The records must be repeated exactly and in their entirety.
━━━━━ Data supplied
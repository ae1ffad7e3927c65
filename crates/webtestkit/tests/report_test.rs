// Report flush integration tests

use webtestkit::report::{ReportPaths, RunReport, ScenarioReport, StepReport};

#[test]
fn flush_writes_a_self_contained_html_file() {
    let dir = tempfile::tempdir().unwrap();
    let paths = ReportPaths::new(dir.path());

    let mut report = RunReport::new("TA Report", "main_7", Some("ci".into()));
    let mut scenario = ScenarioReport::new("Health endpoint responds", vec!["API".into()]);
    scenario
        .steps
        .push(StepReport::passed("When ", "I send GET request to endpoint \"/health\"", 15));
    scenario
        .steps
        .push(StepReport::passed("Then ", "I receive response with status code 200", 2));
    report.feature_mut("Service health").scenarios.push(scenario);
    report.finish();

    let index = paths.flush(&report).unwrap();
    assert!(index.exists());
    assert!(paths.root().join("screenshots").is_dir());
    assert!(paths.root().join("logs").is_dir());

    let html = std::fs::read_to_string(index).unwrap();
    assert!(html.contains("TA Report"));
    assert!(html.contains("Health endpoint responds"));
    assert!(html.contains("1 passed"));
    assert!(html.contains("0 failed"));
}

#[test]
fn flush_records_failures_with_their_message() {
    let dir = tempfile::tempdir().unwrap();
    let paths = ReportPaths::new(dir.path());

    let mut report = RunReport::new("TA Report", "local", None);
    let mut scenario = ScenarioReport::new("Health endpoint responds", vec!["API".into()]);
    scenario.steps.push(StepReport::failed(
        "Then ",
        "I receive response with status code 200",
        4,
        "assertion `left == right` failed\n  left: 404\n right: 200",
    ));
    report.feature_mut("Service health").scenarios.push(scenario);
    report.finish();

    let html = std::fs::read_to_string(paths.flush(&report).unwrap()).unwrap();
    assert!(html.contains("1 failed"));
    assert!(html.contains("assertion `left == right` failed"));
}

#[test]
fn flushing_twice_overwrites_the_previous_report() {
    let dir = tempfile::tempdir().unwrap();
    let paths = ReportPaths::new(dir.path());

    let mut report = RunReport::new("first pass", "local", None);
    report.finish();
    paths.flush(&report).unwrap();

    let mut report = RunReport::new("second pass", "local", None);
    report.finish();
    let html = std::fs::read_to_string(paths.flush(&report).unwrap()).unwrap();
    assert!(html.contains("second pass"));
    assert!(!html.contains("first pass"));
}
━━━━━━━━━━
▶ **Exercise response**
repository ae1ffad7e3927c65
filename crates/webtestkit/tests/report_test.rs
// Report flush integration tests

use webtestkit::report::{ReportPaths, RunReport, ScenarioReport, StepReport};

#[test]
fn flush_writes_a_self_contained_html_file() {
    let dir = tempfile::tempdir().unwrap();
    let paths = ReportPaths::new(dir.path());

    let mut report = RunReport::new("TA Report", "main_7", Some("ci".into()));
    let mut scenario = ScenarioReport::new("Health endpoint responds", vec!["API".into()]);
    scenario
        .steps
        .push(StepReport::passed("When ", "I send GET request to endpoint \"/health\"", 15));
    scenario
        .steps
        .push(StepReport::passed("Then ", "I receive response with status code 200", 2));
    report.feature_mut("Service health").scenarios.push(scenario);
    report.finish();

    let index = paths.flush(&report).unwrap();
    assert!(index.exists());
    assert!(paths.root().join("screenshots").is_dir());
    assert!(paths.root().join("logs").is_dir());

    let html = std::fs::read_to_string(index).unwrap();
    assert!(html.contains("TA Report"));
    assert!(html.contains("Health endpoint responds"));
    assert!(html.contains("1 passed"));
    assert!(html.contains("0 failed"));
}

#[test]
fn flush_records_failures_with_their_message() {
    let dir = tempfile::tempdir().unwrap();
    let paths = ReportPaths::new(dir.path());

    let mut report = RunReport::new("TA Report", "local", None);
    let mut scenario = ScenarioReport::new("Health endpoint responds", vec!["API".into()]);
    scenario.steps.push(StepReport::failed(
        "Then ",
        "I receive response with status code 200",
        4,
        "assertion `left == right` failed\n  left: 404\n right: 200",
    ));
    report.feature_mut("Service health").scenarios.push(scenario);
    report.finish();

    let html = std::fs::read_to_string(paths.flush(&report).unwrap()).unwrap();
    assert!(html.contains("1 failed"));
    assert!(html.contains("assertion `left == right` failed"));
}

#[test]
fn flushing_twice_overwrites_the_previous_report() {
    let dir = tempfile::tempdir().unwrap();
    let paths = ReportPaths::new(dir.path());

    let mut report = RunReport::new("first pass", "local", None);
    report.finish();
    paths.flush(&report).unwrap();

    let mut report = RunReport::new("second pass", "local", None);
    report.finish();
    let html = std::fs::read_to_string(paths.flush(&report).unwrap()).unwrap();
    assert!(html.contains("second pass"));
    assert!(!html.contains("first pass"));
}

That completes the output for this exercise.